For any of my readers who have an interest in the regional history of the United States, especially if you are from another country, I recommend visiting local museums. Big city or state-sponsored museums tend to go heavy on presentation instead of content. Small town museums have collections gathered from the attics and closets of people who live in the area, and will tell you a whole lot more about the people, their history, their talents, and their point of view. These museums are usually found in the downtown area near the courthouse, post office, library, and/or city hall.
In the Mid-West and Western states, the tall tale is a favorite form of the oral tradition of folklore. Many outrageous stories and strange facts are presented with a straight face, and sometimes the intent really is to deceive the newcomer and make them the butt of the joke.
Charlie Goodnight, a renowned and respected rancher in north Texas in the late 19th and early 20th centuries, tried to save the buffalo from extinction by crossing them with domestic cattle, creating a hybrid he called “cattalo.” Some other people in the area tried this too, but the results were mixed and the strategy was eventually abandoned.
At the Saint’s Roost Museum, in the small town of Clarendon, Texas, are a number of historical artifacts related to Charlie Goodnight, since he lived in the vicinity. This one, although probably a tall tale, leaves me scratching my head a bit, for a couple of reasons.
The letter reads:
My Dear Sir,
Your letter rec’d. I had a litter of pigs from the cross with sheep. The parties to whom I sold my ranch destroyed them.
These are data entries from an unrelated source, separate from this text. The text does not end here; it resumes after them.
//! Append-only audit trail.

use crate::db::StoreAdapter;
use crate::models::{
    collections, format_timestamp, Document, Filter, PageRequest, Paginated, Query, QueryOptions,
    SortOrder,
};
use crate::repositories::base::{RecordPolicy, Repository};
use crate::repositories::error::RepositoryResult;
use chrono::{DateTime, Utc};
use serde_json::Value;
use std::ops::Deref;
use std::sync::Arc;

struct AuditPolicy;

impl RecordPolicy for AuditPolicy {
    fn required_fields(&self) -> &'static [&'static str] {
        &["action", "resourceType"]
    }
}

/// One audited action
#[derive(Debug, Clone, Default)]
pub struct AuditEvent<'a> {
    pub user_id: Option<&'a str>,
    pub action: &'a str,
    pub resource_type: &'a str,
    pub resource_id: Option<&'a str>,
    pub details: Option<Value>,
    pub ip_address: Option<&'a str>,
}

impl AuditEvent<'_> {
    fn into_document(self) -> Document {
        let mut doc = Document::new();
        let mut put = |key: &str, value: Option<Value>| {
            if let Some(value) = value {
                doc.insert(key.to_string(), value);
            }
        };
        put("userId", self.user_id.map(Value::from));
        put("action", Some(Value::from(self.action)));
        put("resourceType", Some(Value::from(self.resource_type)));
        put("resourceId", self.resource_id.map(Value::from));
        put("details", self.details);
        put("ipAddress", self.ip_address.map(Value::from));
        doc
    }
}

#[derive(Clone, Debug)]
pub struct AuditLogRepository {
    repo: Repository,
}

impl Deref for AuditLogRepository {
    type Target = Repository;

    fn deref(&self) -> &Repository {
        &self.repo
    }
}

impl AuditLogRepository {
    pub fn new(store: Arc<dyn StoreAdapter>) -> Self {
        Self {
            repo: Repository::new(collections::AUDIT_LOGS, store).with_policy(AuditPolicy),
        }
    }

    pub async fn record(&self, event: AuditEvent<'_>) -> RepositoryResult<Document> {
        tracing::debug!(
            action = event.action,
            resource_type = event.resource_type,
            "audit event"
        );
        self.create(event.into_document()).await
    }

    /// History of one resource, oldest first
    pub async fn find_for_resource(
        &self,
        resource_type: &str,
        resource_id: &str,
    ) -> RepositoryResult<Vec<Document>> {
        self.find_many(
            &Query::new()
                .eq("resourceType", resource_type)
                .eq("resourceId", resource_id),
            &QueryOptions::new().sort_by("createdAt", SortOrder::Asc),
        )
        .await
    }

    pub async fn find_by_user(
        &self,
        user_id: &str,
        page: &PageRequest,
    ) -> RepositoryResult<Paginated<Document>> {
        let mut page = page.clone();
        if page.sort.is_empty() {
            page = page.sort_by("createdAt", SortOrder::Desc);
        }
        self.paginate(&Query::new().eq("userId", user_id), &page)
            .await
    }

    /// Retention: drop entries created before `cutoff`
    pub async fn purge_older_than(&self, cutoff: DateTime<Utc>) -> RepositoryResult<u64> {
        let purged = self
            .delete_many(
                &Query::new().filter("createdAt", Filter::Lt(Value::String(format_timestamp(cutoff)))),
            )
            .await?;
        tracing::info!(purged, cutoff = %cutoff, "audit log retention applied");
        Ok(purged)
    }
}

#[cfg(test)]
mod tests {
    use super::*;
    use crate::db::{LibsqlConfig, LibsqlStore};
    use crate::models::doc;
    use chrono::Duration;
    use serde_json::json;

    #[tokio::test]
    async fn test_resource_history_and_retention() -> anyhow::Result<()> {
        let store = LibsqlStore::new(LibsqlConfig::in_memory())?;
        store.connect().await?;
        let audit = AuditLogRepository::new(Arc::new(store));

        audit
            .record(AuditEvent {
                user_id: Some("u1"),
                action: "create",
                resource_type: "conversation",
                resource_id: Some("c1"),
                details: Some(json!({"title": "Trip"})),
                ..Default::default()
            })
            .await?;
        audit
            .record(AuditEvent {
                user_id: Some("u1"),
                action: "delete",
                resource_type: "conversation",
                resource_id: Some("c1"),
                ..Default::default()
            })
            .await?;

        let old = format_timestamp(Utc::now() - Duration::days(120));
        audit
            .create(doc(json!({
                "action": "login",
                "resourceType": "user",
                "createdAt": old
            })))
            .await?;

        let history = audit.find_for_resource("conversation", "c1").await?;
        assert_eq!(history.len(), 2);
        assert_eq!(history[0]["action"], json!("create"));
        assert_eq!(history[0]["details"]["title"], json!("Trip"));
        assert_eq!(
            audit.find_by_user("u1", &PageRequest::default()).await?.pagination.total,
            2
        );

        let purged = audit
            .purge_older_than(Utc::now() - Duration::days(90))
            .await?;
        assert_eq!(purged, 1);
        assert!(audit.record(AuditEvent::default()).await.is_err());
        Ok(())
    }
}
I have made some effort to cross them since but failed but it can be done. My cattalo herd got abortion so bad that I had to ship them. Have only a few young. . .
The letterhead shows the writer to be a Mr. Trimble from Ponca City, Oklahoma, who wrote the letter to Charlie Goodnight on May 18, 1927. Evidently this Mr. Trimble was experimenting with crossing cows and buffalo to create cattalo, and was doing this while in correspondence with Goodnight. The cattalo hybrids were suffering too many miscarriages from the genetic tampering, so he sent them away to be slaughtered. Meanwhile he starts to expand his expertise to create a pig-sheep cross. I’m curious as to what the rest of the letter says but the back side was not on display in the museum.
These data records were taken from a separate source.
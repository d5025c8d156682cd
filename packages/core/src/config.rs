//! Runtime Configuration
//!
//! `DalConfig` selects the backend and carries the settings of every layer.
//! It is read from a TOML file (all keys optional) and then overlaid with
//! `UNISTORE_*` environment variables:
//!
//! ```toml
//! backend = "relational"
//!
//! [relational]
//! path = "data/unistore.db"
//! pool_max = 10
//! slow_query_ms = 500
//!
//! [document]
//! url = "rocksdb://data/unistore"
//!
//! [search]
//! url = "http://127.0.0.1:7700"
//! api_key = "masterKey"
//! ```

use crate::db::{
    BackendKind, LibsqlConfig, MigrationSource, PoolOptions, PoolTarget, SurrealConfig,
};
use serde::{Deserialize, Serialize};
use std::path::{Path, PathBuf};
use std::time::Duration;
use thiserror::Error;

/// Configuration loading errors
#[derive(Error, Debug)]
pub enum ConfigError {
    #[error("Failed to read config file {path}: {source}")]
    Read {
        path: PathBuf,
        #[source]
        source: std::io::Error,
    },

    #[error("Failed to parse config: {0}")]
    Parse(#[from] toml::de::Error),

    #[error("Invalid value for {key}: {message}")]
    InvalidValue { key: String, message: String },
}

impl ConfigError {
    fn invalid(key: impl Into<String>, message: impl Into<String>) -> Self {
        Self::InvalidValue {
            key: key.into(),
            message: message.into(),
        }
    }
}

/// Top-level data access layer configuration
#[derive(Debug, Clone, PartialEq, Serialize, Deserialize)]
#[serde(default)]
pub struct DalConfig {
    /// `relational` (aliases `libsql`, `turso`, `sqlite`) or `document` (alias `surrealdb`)
    pub backend: String,
    pub relational: RelationalSettings,
    pub document: DocumentSettings,
    pub search: SearchConfig,
    pub monitor: MonitorSettings,
}

impl Default for DalConfig {
    fn default() -> Self {
        Self {
            backend: BackendKind::Relational.as_str().to_string(),
            relational: RelationalSettings::default(),
            document: DocumentSettings::default(),
            search: SearchConfig::default(),
            monitor: MonitorSettings::default(),
        }
    }
}

/// libsql / Turso settings
#[derive(Debug, Clone, PartialEq, Serialize, Deserialize)]
#[serde(default)]
pub struct RelationalSettings {
    /// Local database file, or `:memory:`
    pub path: String,
    /// Remote endpoint; takes precedence over `path` when set
    pub url: Option<String>,
    pub auth_token: Option<String>,
    pub pool_min: usize,
    pub pool_max: usize,
    pub idle_timeout_secs: u64,
    pub acquire_timeout_ms: u64,
    pub keep_alive_secs: u64,
    pub busy_timeout_ms: u64,
    pub query_timeout_ms: u64,
    pub slow_query_ms: u64,
    pub metrics_window: usize,
    pub metrics_reset_secs: u64,
    pub auto_migrate: bool,
    pub migrations_dir: Option<PathBuf>,
}

impl Default for RelationalSettings {
    fn default() -> Self {
        let pool = PoolOptions::default();
        Self {
            path: "data/unistore.db".to_string(),
            url: None,
            auth_token: None,
            pool_min: pool.min_size,
            pool_max: pool.max_size,
            idle_timeout_secs: pool.idle_timeout.as_secs(),
            acquire_timeout_ms: pool.acquire_timeout.as_millis() as u64,
            keep_alive_secs: pool.keep_alive_interval.as_secs(),
            busy_timeout_ms: pool.busy_timeout.as_millis() as u64,
            query_timeout_ms: 30_000,
            slow_query_ms: 500,
            metrics_window: 1000,
            metrics_reset_secs: 3600,
            auto_migrate: true,
            migrations_dir: None,
        }
    }
}

/// SurrealDB settings
#[derive(Debug, Clone, PartialEq, Serialize, Deserialize)]
#[serde(default)]
pub struct DocumentSettings {
    pub url: String,
    pub namespace: String,
    pub database: String,
    pub username: Option<String>,
    pub password: Option<String>,
}

impl Default for DocumentSettings {
    fn default() -> Self {
        let defaults = SurrealConfig::new("rocksdb://data/unistore");
        Self {
            url: defaults.url,
            namespace: defaults.namespace,
            database: defaults.database,
            username: None,
            password: None,
        }
    }
}

/// Meilisearch settings; search is disabled without a URL
#[derive(Debug, Clone, PartialEq, Serialize, Deserialize)]
#[serde(default)]
pub struct SearchConfig {
    pub enabled: bool,
    pub url: Option<String>,
    pub api_key: Option<String>,
    pub timeout_ms: u64,
    /// Documents per batch during `sync_collection`
    pub batch_size: u64,
}

impl Default for SearchConfig {
    fn default() -> Self {
        Self {
            enabled: true,
            url: None,
            api_key: None,
            timeout_ms: 5_000,
            batch_size: 100,
        }
    }
}

impl SearchConfig {
    /// Whether a search engine should be contacted at all
    pub fn is_active(&self) -> bool {
        self.enabled && self.url.as_deref().is_some_and(|u| !u.is_empty())
    }
}

/// Health monitor settings
#[derive(Debug, Clone, PartialEq, Serialize, Deserialize)]
#[serde(default)]
pub struct MonitorSettings {
    pub enabled: bool,
    pub interval_secs: u64,
}

impl Default for MonitorSettings {
    fn default() -> Self {
        Self {
            enabled: true,
            interval_secs: 30,
        }
    }
}

impl DalConfig {
    /// Load from an optional TOML file, then apply environment overrides
    pub fn load(path: Option<&Path>) -> Result<Self, ConfigError> {
        let mut config = match path {
            Some(path) => Self::from_file(path)?,
            None => Self::default(),
        };
        config.apply_env(|key| std::env::var(key).ok())?;
        config.validate()?;
        Ok(config)
    }

    pub fn from_file(path: &Path) -> Result<Self, ConfigError> {
        let text = std::fs::read_to_string(path).map_err(|source| ConfigError::Read {
            path: path.to_path_buf(),
            source,
        })?;
        Self::from_toml(&text)
    }

    pub fn from_toml(text: &str) -> Result<Self, ConfigError> {
        Ok(toml::from_str(text)?)
    }

    /// Overlay values from `lookup` (normally the process environment)
    pub fn apply_env<F>(&mut self, lookup: F) -> Result<(), ConfigError>
    where
        F: Fn(&str) -> Option<String>,
    {
        if let Some(backend) = lookup("UNISTORE_BACKEND") {
            self.backend = backend;
        }

        if let Some(path) = lookup("UNISTORE_LIBSQL_PATH") {
            self.relational.path = path;
        }
        if let Some(url) = lookup("UNISTORE_LIBSQL_URL") {
            self.relational.url = Some(url);
        }
        if let Some(token) = lookup("UNISTORE_LIBSQL_AUTH_TOKEN") {
            self.relational.auth_token = Some(token);
        }
        if let Some(value) = lookup("UNISTORE_LIBSQL_POOL_MAX") {
            self.relational.pool_max = parse_env("UNISTORE_LIBSQL_POOL_MAX", &value)?;
        }
        if let Some(value) = lookup("UNISTORE_AUTO_MIGRATE") {
            self.relational.auto_migrate = parse_env("UNISTORE_AUTO_MIGRATE", &value)?;
        }

        if let Some(url) = lookup("UNISTORE_SURREAL_URL") {
            self.document.url = url;
        }
        if let Some(ns) = lookup("UNISTORE_SURREAL_NAMESPACE") {
            self.document.namespace = ns;
        }
        if let Some(db) = lookup("UNISTORE_SURREAL_DATABASE") {
            self.document.database = db;
        }
        if let Some(user) = lookup("UNISTORE_SURREAL_USERNAME") {
            self.document.username = Some(user);
        }
        if let Some(pass) = lookup("UNISTORE_SURREAL_PASSWORD") {
            self.document.password = Some(pass);
        }

        if let Some(url) = lookup("UNISTORE_SEARCH_URL") {
            self.search.url = Some(url);
        }
        if let Some(key) = lookup("UNISTORE_SEARCH_API_KEY") {
            self.search.api_key = Some(key);
        }
        if let Some(value) = lookup("UNISTORE_SEARCH_ENABLED") {
            self.search.enabled = parse_env("UNISTORE_SEARCH_ENABLED", &value)?;
        }

        if let Some(value) = lookup("UNISTORE_HEALTH_INTERVAL_SECS") {
            self.monitor.interval_secs = parse_env("UNISTORE_HEALTH_INTERVAL_SECS", &value)?;
        }
        Ok(())
    }

    /// Reject settings no backend could run with
    pub fn validate(&self) -> Result<(), ConfigError> {
        self.backend_kind()?;
        if self.relational.pool_max == 0 {
            return Err(ConfigError::invalid("relational.pool_max", "must be at least 1"));
        }
        if self.relational.pool_min > self.relational.pool_max {
            return Err(ConfigError::invalid(
                "relational.pool_min",
                "must not exceed relational.pool_max",
            ));
        }
        if self.relational.url.is_some() && self.relational.auth_token.is_none() {
            return Err(ConfigError::invalid(
                "relational.auth_token",
                "required when relational.url is set",
            ));
        }
        if self.monitor.interval_secs == 0 {
            return Err(ConfigError::invalid("monitor.interval_secs", "must be positive"));
        }
        if self.search.batch_size == 0 {
            return Err(ConfigError::invalid("search.batch_size", "must be positive"));
        }
        Ok(())
    }

    pub fn backend_kind(&self) -> Result<BackendKind, ConfigError> {
        self.backend
            .parse()
            .map_err(|e: crate::db::StoreError| ConfigError::invalid("backend", e.to_string()))
    }

    /// Relational adapter settings derived from this config
    pub fn libsql_config(&self) -> LibsqlConfig {
        let r = &self.relational;
        let target = match (&r.url, &r.auth_token) {
            (Some(url), Some(token)) => PoolTarget::Remote {
                url: url.clone(),
                auth_token: token.clone(),
            },
            _ => PoolTarget::Local(r.path.clone()),
        };
        LibsqlConfig {
            target,
            pool: PoolOptions {
                min_size: r.pool_min,
                max_size: r.pool_max,
                idle_timeout: Duration::from_secs(r.idle_timeout_secs),
                acquire_timeout: Duration::from_millis(r.acquire_timeout_ms),
                keep_alive_interval: Duration::from_secs(r.keep_alive_secs),
                busy_timeout: Duration::from_millis(r.busy_timeout_ms),
            },
            query_timeout: Duration::from_millis(r.query_timeout_ms),
            slow_query_threshold: Duration::from_millis(r.slow_query_ms),
            metrics_window: r.metrics_window,
            metrics_reset_interval: Duration::from_secs(r.metrics_reset_secs),
            auto_migrate: r.auto_migrate,
            migrations: r
                .migrations_dir
                .clone()
                .map(MigrationSource::Directory)
                .unwrap_or_default(),
        }
    }

    /// Document adapter settings derived from this config
    pub fn surreal_config(&self) -> SurrealConfig {
        let d = &self.document;
        SurrealConfig {
            url: d.url.clone(),
            namespace: d.namespace.clone(),
            database: d.database.clone(),
            username: d.username.clone(),
            password: d.password.clone(),
        }
    }

    pub fn monitor_interval(&self) -> Duration {
        Duration::from_secs(self.monitor.interval_secs)
    }
}

fn parse_env<T: std::str::FromStr>(key: &str, value: &str) -> Result<T, ConfigError>
where
    T::Err: std::fmt::Display,
{
    value
        .trim()
        .parse()
        .map_err(|e: T::Err| ConfigError::invalid(key, e.to_string()))
}

#[cfg(test)]
mod tests {
    use super::*;
    use std::collections::HashMap;

    #[test]
    fn test_empty_toml_yields_defaults() {
        let config = DalConfig::from_toml("").unwrap();
        assert_eq!(config, DalConfig::default());
        assert_eq!(config.backend_kind().unwrap(), BackendKind::Relational);
        assert!(!config.search.is_active());
    }

    #[test]
    fn test_partial_sections_keep_other_defaults() {
        let config = DalConfig::from_toml(
            r#"
            backend = "surrealdb"

            [relational]
            pool_max = 4

            [search]
            url = "http://localhost:7700"
            "#,
        )
        .unwrap();

        assert_eq!(config.backend_kind().unwrap(), BackendKind::Document);
        assert_eq!(config.relational.pool_max, 4);
        assert_eq!(config.relational.slow_query_ms, 500);
        assert!(config.search.is_active());
        assert_eq!(config.libsql_config().pool.max_size, 4);
    }

    #[test]
    fn test_env_overrides_file_values() {
        let env: HashMap<&str, &str> = [
            ("UNISTORE_BACKEND", "document"),
            ("UNISTORE_SURREAL_URL", "mem://"),
            ("UNISTORE_SEARCH_URL", "http://search:7700"),
            ("UNISTORE_SEARCH_API_KEY", "secret"),
        ]
        .into_iter()
        .collect();

        let mut config = DalConfig::default();
        config
            .apply_env(|key| env.get(key).map(|v| v.to_string()))
            .unwrap();

        assert_eq!(config.backend_kind().unwrap(), BackendKind::Document);
        assert_eq!(config.surreal_config().url, "mem://");
        assert_eq!(config.search.api_key.as_deref(), Some("secret"));
        assert!(config.search.is_active());
    }

    #[test]
    fn test_invalid_env_number_is_reported() {
        let mut config = DalConfig::default();
        let err = config
            .apply_env(|key| (key == "UNISTORE_LIBSQL_POOL_MAX").then(|| "many".to_string()))
            .unwrap_err();
        assert!(matches!(err, ConfigError::InvalidValue { .. }));
    }

    #[test]
    fn test_validate_rejects_unknown_backend_and_remote_without_token() {
        let mut config = DalConfig {
            backend: "oracle".to_string(),
            ..DalConfig::default()
        };
        assert!(config.validate().is_err());

        config.backend = "turso".to_string();
        config.relational.url = Some("libsql://db.example.turso.io".to_string());
        assert!(config.validate().is_err());

        config.relational.auth_token = Some("token".to_string());
        assert!(config.validate().is_ok());
        assert!(matches!(
            config.libsql_config().target,
            PoolTarget::Remote { .. }
        ));
    }

    #[test]
    fn test_migrations_default_to_bundled_scripts() {
        let config = DalConfig::default();
        assert_eq!(config.libsql_config().migrations, MigrationSource::Bundled);

        let config = DalConfig::from_toml(
            r#"
            [relational]
            migrations_dir = "/srv/unistore/migrations"
            "#,
        )
        .unwrap();
        assert_eq!(
            config.libsql_config().migrations,
            MigrationSource::Directory(PathBuf::from("/srv/unistore/migrations"))
        );
    }
}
The letter is tantalizing in its brevity. A man, after experimenting with animal hybrids, claims he successfully bred a litter of pig-sheep hybrids, which should be biologically impossible. But he writes so dryly, so matter-of-factly, to a man he has a business relationship with. It’s not a joking-around-with-a-friend kind of letter. And surely Mr. Trimble wouldn’t try to deceive Goodnight with some sort of absurd tall tale, since I doubt Goodnight would be taken in. Then there’s the creepy detail about other people destroying the litter, presumably in horror at what they saw. Which makes you wonder what they saw. . .
Well, if it isn’t just a tall tale in a fake letter that landed in a museum, then it is a really interesting story told to great cinematic effect in only a few lines.